Data items:
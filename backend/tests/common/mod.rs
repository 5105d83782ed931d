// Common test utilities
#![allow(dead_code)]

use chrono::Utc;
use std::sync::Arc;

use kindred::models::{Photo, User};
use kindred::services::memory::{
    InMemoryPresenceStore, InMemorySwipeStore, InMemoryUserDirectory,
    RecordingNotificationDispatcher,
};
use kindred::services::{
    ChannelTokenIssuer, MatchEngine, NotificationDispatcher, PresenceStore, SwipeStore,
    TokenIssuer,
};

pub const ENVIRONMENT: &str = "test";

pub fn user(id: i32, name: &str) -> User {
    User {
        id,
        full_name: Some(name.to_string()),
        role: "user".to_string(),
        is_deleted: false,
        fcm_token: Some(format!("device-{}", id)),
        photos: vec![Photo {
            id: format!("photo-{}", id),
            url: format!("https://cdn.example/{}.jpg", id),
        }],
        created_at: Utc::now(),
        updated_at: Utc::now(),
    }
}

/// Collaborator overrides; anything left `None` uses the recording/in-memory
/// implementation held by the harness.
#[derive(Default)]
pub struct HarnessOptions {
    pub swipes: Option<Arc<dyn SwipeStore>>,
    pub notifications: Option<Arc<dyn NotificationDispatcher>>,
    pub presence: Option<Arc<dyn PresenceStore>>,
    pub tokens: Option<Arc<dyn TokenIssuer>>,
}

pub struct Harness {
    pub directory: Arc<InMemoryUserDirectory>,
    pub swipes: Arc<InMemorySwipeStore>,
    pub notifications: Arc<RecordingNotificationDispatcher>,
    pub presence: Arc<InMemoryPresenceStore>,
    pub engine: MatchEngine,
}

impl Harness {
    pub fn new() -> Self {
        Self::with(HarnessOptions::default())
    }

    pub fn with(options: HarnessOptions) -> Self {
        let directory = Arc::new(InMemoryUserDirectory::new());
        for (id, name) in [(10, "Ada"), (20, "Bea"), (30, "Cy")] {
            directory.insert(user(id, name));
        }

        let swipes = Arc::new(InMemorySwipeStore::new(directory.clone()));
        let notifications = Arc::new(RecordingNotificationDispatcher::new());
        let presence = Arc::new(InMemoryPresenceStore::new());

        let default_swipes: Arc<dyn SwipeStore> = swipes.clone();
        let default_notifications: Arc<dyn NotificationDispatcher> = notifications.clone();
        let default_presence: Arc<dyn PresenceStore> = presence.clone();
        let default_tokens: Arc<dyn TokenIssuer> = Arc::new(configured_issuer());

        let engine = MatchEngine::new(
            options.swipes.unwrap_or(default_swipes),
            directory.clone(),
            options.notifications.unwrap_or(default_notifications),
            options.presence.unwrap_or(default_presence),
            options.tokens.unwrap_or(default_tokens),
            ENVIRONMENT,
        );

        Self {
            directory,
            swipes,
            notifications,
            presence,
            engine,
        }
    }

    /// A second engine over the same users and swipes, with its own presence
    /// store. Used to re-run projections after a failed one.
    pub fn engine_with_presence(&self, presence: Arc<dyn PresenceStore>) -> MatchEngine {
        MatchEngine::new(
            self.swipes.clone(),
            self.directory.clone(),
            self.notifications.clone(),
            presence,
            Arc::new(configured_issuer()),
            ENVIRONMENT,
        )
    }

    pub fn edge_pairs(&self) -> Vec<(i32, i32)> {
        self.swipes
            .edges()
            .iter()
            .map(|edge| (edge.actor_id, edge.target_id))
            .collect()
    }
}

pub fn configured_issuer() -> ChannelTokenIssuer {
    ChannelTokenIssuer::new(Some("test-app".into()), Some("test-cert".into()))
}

• **Problem requirements**: Copy down the whole of the data above, matching it exactly.

• **Answer to this task**:
filename backend/tests/common/mod.rs
repository 5105d83782ed931d
// Common test utilities
#![allow(dead_code)]

use chrono::Utc;
use std::sync::Arc;

use kindred::models::{Photo, User};
use kindred::services::memory::{
    InMemoryPresenceStore, InMemorySwipeStore, InMemoryUserDirectory,
    RecordingNotificationDispatcher,
};
use kindred::services::{
    ChannelTokenIssuer, MatchEngine, NotificationDispatcher, PresenceStore, SwipeStore,
    TokenIssuer,
};

pub const ENVIRONMENT: &str = "test";

pub fn user(id: i32, name: &str) -> User {
    User {
        id,
        full_name: Some(name.to_string()),
        role: "user".to_string(),
        is_deleted: false,
        fcm_token: Some(format!("device-{}", id)),
        photos: vec![Photo {
            id: format!("photo-{}", id),
            url: format!("https://cdn.example/{}.jpg", id),
        }],
        created_at: Utc::now(),
        updated_at: Utc::now(),
    }
}

/// Collaborator overrides; anything left `None` uses the recording/in-memory
/// implementation held by the harness.
#[derive(Default)]
pub struct HarnessOptions {
    pub swipes: Option<Arc<dyn SwipeStore>>,
    pub notifications: Option<Arc<dyn NotificationDispatcher>>,
    pub presence: Option<Arc<dyn PresenceStore>>,
    pub tokens: Option<Arc<dyn TokenIssuer>>,
}

pub struct Harness {
    pub directory: Arc<InMemoryUserDirectory>,
    pub swipes: Arc<InMemorySwipeStore>,
    pub notifications: Arc<RecordingNotificationDispatcher>,
    pub presence: Arc<InMemoryPresenceStore>,
    pub engine: MatchEngine,
}

impl Harness {
    pub fn new() -> Self {
        Self::with(HarnessOptions::default())
    }

    pub fn with(options: HarnessOptions) -> Self {
        let directory = Arc::new(InMemoryUserDirectory::new());
        for (id, name) in [(10, "Ada"), (20, "Bea"), (30, "Cy")] {
            directory.insert(user(id, name));
        }

        let swipes = Arc::new(InMemorySwipeStore::new(directory.clone()));
        let notifications = Arc::new(RecordingNotificationDispatcher::new());
        let presence = Arc::new(InMemoryPresenceStore::new());

        let default_swipes: Arc<dyn SwipeStore> = swipes.clone();
        let default_notifications: Arc<dyn NotificationDispatcher> = notifications.clone();
        let default_presence: Arc<dyn PresenceStore> = presence.clone();
        let default_tokens: Arc<dyn TokenIssuer> = Arc::new(configured_issuer());

        let engine = MatchEngine::new(
            options.swipes.unwrap_or(default_swipes),
            directory.clone(),
            options.notifications.unwrap_or(default_notifications),
            options.presence.unwrap_or(default_presence),
            options.tokens.unwrap_or(default_tokens),
            ENVIRONMENT,
        );

        Self {
            directory,
            swipes,
            notifications,
            presence,
            engine,
        }
    }

    /// A second engine over the same users and swipes, with its own presence
    /// store. Used to re-run projections after a failed one.
    pub fn engine_with_presence(&self, presence: Arc<dyn PresenceStore>) -> MatchEngine {
        MatchEngine::new(
            self.swipes.clone(),
            self.directory.clone(),
            self.notifications.clone(),
            presence,
            Arc::new(configured_issuer()),
            ENVIRONMENT,
        )
    }

    pub fn edge_pairs(&self) -> Vec<(i32, i32)> {
        self.swipes
            .edges()
            .iter()
            .map(|edge| (edge.actor_id, edge.target_id))
            .collect()
    }
}

pub fn configured_issuer() -> ChannelTokenIssuer {
    ChannelTokenIssuer::new(Some("test-app".into()), Some("test-cert".into()))
}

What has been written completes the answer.